Examination of the Patient
Organon Aphorism §73
As regards acute diseases, they are either of such a kind as attack human beings individually, the exciting cause being injurious influences to which they were particularly exposed. Excesses in food, or an insufficient supply of it, severe physical impression, chills, over heatings, dissipation, strains, etc., or physical irritations, mental emotions, and the like, are exciting causes of such acute febrile affections; in reality, however, they are generally only a transient explosion of latent psora, which spontaneously returns to its dormant state if the acute diseases were not of too violent a character and were soon quelled. Or they are of such a kind as attack several persons at the same time, here and there (sporadically), by means of meteoric or telluric influences and injurious agents, the susceptibility for being morbidly affected by which is possessed by only a few persons at one time. Allied to these are those diseases in which many persons are attacked with very similar sufferings from the same cause (epidemically); these diseases generally become infectious (contagious) when they prevail among thickly congregated masses of human beings. Thence arise fevers, in each instance of a peculiar nature, and, because the cases of disease have an identical origin, they set up in all those they affect an identical morbid process, which when left to itself terminates in a moderate period of time in death or recovery.

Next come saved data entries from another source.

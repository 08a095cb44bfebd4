//! Per-vehicle tuning parameters.

use std::f32::consts::FRAC_PI_2;

use serde::{Deserialize, Serialize};

use crate::error::{Result, VehicleError};

/// Tuning for a single vehicle instance.
///
/// Every field has a compiled-in default; a partial TOML table only
/// overrides the fields it names.
#[derive(Debug, Clone, PartialEq, Serialize, Deserialize)]
#[serde(default, rename_all = "kebab-case")]
pub struct VehicleTuning {
    /// Peak engine force at full throttle (N).
    pub engine_power: f32,
    /// Service brake force at full brake (N).
    pub brake_force: f32,
    /// Steering lock (radians).
    pub max_steer_angle: f32,
    /// Front axle grip multiplier.
    pub tire_grip_front: f32,
    /// Rear axle grip multiplier.
    pub tire_grip_rear: f32,
    /// Rear axle grip while the handbrake is pulled.
    pub handbrake_grip: f32,
    /// Chassis mass (kg).
    pub mass: f32,
    /// Downforce coefficient.
    pub downforce_coefficient: f32,
    /// Aerodynamic drag coefficient.
    pub drag_coefficient: f32,
    /// Rolling resistance coefficient (N per m/s).
    pub rolling_resistance: f32,
    /// Differential lock factor.
    ///
    /// The bicycle model collapses each axle into one tire, so this has no
    /// effect on forces; it is carried so presets round-trip.
    pub differential_lock: f32,
    /// Hard cap on horizontal speed enforced after each sub-step (m/s).
    pub top_speed: f32,
}

impl Default for VehicleTuning {
    fn default() -> Self {
        Self {
            engine_power: 12_000.0,
            brake_force: 8_000.0,
            max_steer_angle: 0.6,
            tire_grip_front: 9.0,
            tire_grip_rear: 9.0,
            handbrake_grip: 3.0,
            mass: 1_100.0,
            downforce_coefficient: 12.0,
            drag_coefficient: 0.35,
            rolling_resistance: 8.0,
            differential_lock: 0.1,
            top_speed: 78.0,
        }
    }
}

impl VehicleTuning {
    /// Check that every parameter is finite and positive, and that the
    /// steering lock lies strictly between zero and a right angle.
    pub fn validate(&self) -> Result<()> {
        let positive = [
            ("engine-power", self.engine_power),
            ("brake-force", self.brake_force),
            ("tire-grip-front", self.tire_grip_front),
            ("tire-grip-rear", self.tire_grip_rear),
            ("handbrake-grip", self.handbrake_grip),
            ("mass", self.mass),
            ("downforce-coefficient", self.downforce_coefficient),
            ("drag-coefficient", self.drag_coefficient),
            ("rolling-resistance", self.rolling_resistance),
            ("differential-lock", self.differential_lock),
            ("top-speed", self.top_speed),
        ];
        for (field, value) in positive {
            if !(value.is_finite() && value > 0.0) {
                return Err(VehicleError::InvalidTuning {
                    field,
                    value,
                    reason: "must be finite and positive",
                });
            }
        }

        if !(self.max_steer_angle > 0.0 && self.max_steer_angle < FRAC_PI_2) {
            return Err(VehicleError::InvalidTuning {
                field: "max-steer-angle",
                value: self.max_steer_angle,
                reason: "must lie in (0, pi/2)",
            });
        }

        Ok(())
    }

    /// Weight of the chassis under standard gravity (N).
    pub fn weight(&self) -> f32 {
        self.mass * velox_math::STANDARD_GRAVITY
    }
}

#[cfg(test)]
mod tests {
    use super::*;

    #[test]
    fn test_defaults_are_valid() {
        let tuning = VehicleTuning::default();
        assert!(tuning.validate().is_ok());
        assert!(tuning.handbrake_grip < tuning.tire_grip_rear);
    }

    #[test]
    fn test_rejects_non_positive_mass() {
        let tuning = VehicleTuning {
            mass: 0.0,
            ..Default::default()
        };
        match tuning.validate() {
            Err(VehicleError::InvalidTuning { field, .. }) => assert_eq!(field, "mass"),
            other => panic!("unexpected {:?}", other),
        }
    }

    #[test]
    fn test_rejects_nan() {
        let tuning = VehicleTuning {
            drag_coefficient: f32::NAN,
            ..Default::default()
        };
        assert!(tuning.validate().is_err());
    }

    #[test]
    fn test_steer_angle_range() {
        for bad in [0.0, -0.2, FRAC_PI_2, 2.0] {
            let tuning = VehicleTuning {
                max_steer_angle: bad,
                ..Default::default()
            };
            assert!(tuning.validate().is_err(), "accepted {}", bad);
        }
    }

    #[test]
    fn test_weight() {
        let tuning = VehicleTuning::default();
        assert!((tuning.weight() - 10_791.0).abs() < 0.5);
    }
}
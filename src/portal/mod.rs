mod components;
mod messages;
mod pair_state;
mod plugin;
mod registry;
mod settings;
pub mod systems;

pub use components::{
    ActivePortal, BlockPosition, BluePortal, OrangePortal, PortalColor, PortalTraveler,
    spawn_portal_block,
};
pub use messages::{BlockActivated, BlockDestroyed, PlayerMoved, PortalNotification, TeleportPlayer};
pub use pair_state::{ActivePortalPair, PortalPair};
pub use plugin::{PortalBlocksPlugin, PortalSet};
pub use registry::{BlockEntityRegistry, sync_block_registry};
pub use settings::PortalSettings;
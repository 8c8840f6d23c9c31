use anyhow::Context;
use bevy::log::LogPlugin;
use bevy::prelude::*;

use portal_blocks::{
    BlockActivated, PortalBlocksPlugin, PortalColor, PortalNotification, PortalSettings,
    PortalTraveler, TeleportPlayer, spawn_portal_block,
};

// Blue endpoint of the demo pathway.
const BLUE_POSITION: IVec3 = IVec3::new(0, 5, 0);
// Orange endpoint of the demo pathway.
const ORANGE_POSITION: IVec3 = IVec3::new(10, 5, 10);

/// Entities placed by the demo setup.
#[derive(Resource)]
struct DemoWorld {
    /// Player body that walks onto the blue portal.
    player: Entity,
    /// Blue portal block.
    blue: Entity,
    /// Orange portal block.
    orange: Entity,
}

// Headless walk-through: place both portals, activate them, step onto blue.
fn main() -> anyhow::Result<()> {
    let settings = match std::env::args().nth(1) {
        Some(path) => PortalSettings::load(&path)
            .with_context(|| format!("Failed to load portal settings from {path}"))?,
        None => PortalSettings::default(),
    };

    let mut app = App::new();
    app.add_plugins((MinimalPlugins, LogPlugin::default()))
        .add_plugins(PortalBlocksPlugin::new(settings))
        .add_systems(Startup, setup_demo)
        .add_systems(PostUpdate, (log_notifications, log_teleports));

    // Startup spawns the world and registers the blocks.
    app.update();
    let (player, blue, orange) = {
        let demo = app.world().resource::<DemoWorld>();
        (demo.player, demo.blue, demo.orange)
    };

    app.world_mut().write_message(BlockActivated { block: blue, player });
    app.update();
    app.world_mut().write_message(BlockActivated { block: orange, player });
    app.update();

    if let Some(mut transform) = app.world_mut().get_mut::<Transform>(player) {
        transform.translation = (BLUE_POSITION + IVec3::Y).as_vec3();
    }
    app.update();

    let position = app
        .world()
        .get::<Transform>(player)
        .map(|transform| transform.translation)
        .context("Demo player disappeared")?;
    info!("Player ended at {position}");
    Ok(())
}

/// Place the two portal blocks and a player away from both.
fn setup_demo(mut commands: Commands) {
    let blue = spawn_portal_block(&mut commands, BLUE_POSITION, PortalColor::Blue);
    let orange = spawn_portal_block(&mut commands, ORANGE_POSITION, PortalColor::Orange);
    let player = commands
        .spawn((
            Name::new("Player"),
            PortalTraveler,
            Transform::from_xyz(-5.0, 6.0, -5.0),
        ))
        .id();
    commands.insert_resource(DemoWorld {
        player,
        blue,
        orange,
    });
}

/// Print notifications the way a chat overlay would show them.
fn log_notifications(mut notifications: MessageReader<PortalNotification>) {
    for note in notifications.read() {
        info!("[to {}] {}", note.player, note.text);
    }
}

/// Report teleports that were applied.
fn log_teleports(mut teleports: MessageReader<TeleportPlayer>) {
    for teleport in teleports.read() {
        info!("{} teleported to {}", teleport.player, teleport.destination);
    }
}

The calamities of war, inundations and famine are not infrequently their exciting causes and producers – sometimes they are peculiar acute miasms which recur in the same manner (hence known by some traditional name), which either attack persons but once in a lifetime, as the smallpox, measles, whooping-cough, the ancient, smooth, bright red scarlet fever of Sydenham, the mumps, etc., or such as recur frequently in pretty much the same manner, the plague of the Levant, the yellow fever of the sea-coast, the Asiatic cholera, etc.
Samuel Hahnemann, Organon of Medicine, 6th edition (Boericke translation, public domain).